TASK DETAILS - Show, in full, each line of the data that contains "preferred".

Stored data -
______

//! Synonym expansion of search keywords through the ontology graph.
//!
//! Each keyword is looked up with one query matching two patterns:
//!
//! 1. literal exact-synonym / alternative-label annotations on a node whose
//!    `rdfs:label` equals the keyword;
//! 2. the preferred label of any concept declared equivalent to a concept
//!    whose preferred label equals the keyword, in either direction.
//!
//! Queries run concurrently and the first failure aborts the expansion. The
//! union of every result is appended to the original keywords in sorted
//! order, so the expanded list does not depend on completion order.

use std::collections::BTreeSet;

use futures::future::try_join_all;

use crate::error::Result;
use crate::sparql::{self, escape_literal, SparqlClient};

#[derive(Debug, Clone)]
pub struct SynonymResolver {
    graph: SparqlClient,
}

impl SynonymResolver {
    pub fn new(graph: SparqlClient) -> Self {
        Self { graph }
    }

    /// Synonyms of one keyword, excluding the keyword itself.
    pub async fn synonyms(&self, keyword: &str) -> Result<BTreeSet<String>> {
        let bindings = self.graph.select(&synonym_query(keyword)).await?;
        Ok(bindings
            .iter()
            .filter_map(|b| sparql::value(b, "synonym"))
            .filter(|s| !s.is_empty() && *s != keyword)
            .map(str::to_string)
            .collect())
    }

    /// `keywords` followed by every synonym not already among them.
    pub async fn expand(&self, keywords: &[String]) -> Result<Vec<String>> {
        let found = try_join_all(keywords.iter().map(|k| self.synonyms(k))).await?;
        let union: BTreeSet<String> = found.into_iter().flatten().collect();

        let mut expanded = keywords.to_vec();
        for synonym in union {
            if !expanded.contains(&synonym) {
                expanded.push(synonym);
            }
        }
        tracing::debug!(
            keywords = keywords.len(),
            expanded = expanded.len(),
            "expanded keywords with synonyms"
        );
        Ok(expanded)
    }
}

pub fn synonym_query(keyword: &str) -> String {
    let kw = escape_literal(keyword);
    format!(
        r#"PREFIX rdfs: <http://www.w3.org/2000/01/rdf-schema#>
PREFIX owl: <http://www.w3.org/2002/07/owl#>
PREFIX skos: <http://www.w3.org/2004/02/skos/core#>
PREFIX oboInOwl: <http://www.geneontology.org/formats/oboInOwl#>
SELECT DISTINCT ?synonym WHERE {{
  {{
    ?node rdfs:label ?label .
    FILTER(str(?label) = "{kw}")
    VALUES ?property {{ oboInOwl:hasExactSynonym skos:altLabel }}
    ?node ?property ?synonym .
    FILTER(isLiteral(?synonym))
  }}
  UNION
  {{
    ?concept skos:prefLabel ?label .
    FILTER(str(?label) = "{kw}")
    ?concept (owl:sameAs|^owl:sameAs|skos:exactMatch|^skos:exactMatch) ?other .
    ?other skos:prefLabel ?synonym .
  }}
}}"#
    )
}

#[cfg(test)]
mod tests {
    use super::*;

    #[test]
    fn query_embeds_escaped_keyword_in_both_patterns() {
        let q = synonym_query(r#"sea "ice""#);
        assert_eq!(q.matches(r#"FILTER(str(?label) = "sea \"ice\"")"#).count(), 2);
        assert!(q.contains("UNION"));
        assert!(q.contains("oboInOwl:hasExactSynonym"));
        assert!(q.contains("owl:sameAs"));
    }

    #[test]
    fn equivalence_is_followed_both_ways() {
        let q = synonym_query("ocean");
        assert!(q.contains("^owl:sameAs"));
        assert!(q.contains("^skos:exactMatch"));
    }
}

______

PROBLEM SOLUTION -
//! 2. the preferred label of any concept declared equivalent to a concept
//!    whose preferred label equals the keyword, in either direction.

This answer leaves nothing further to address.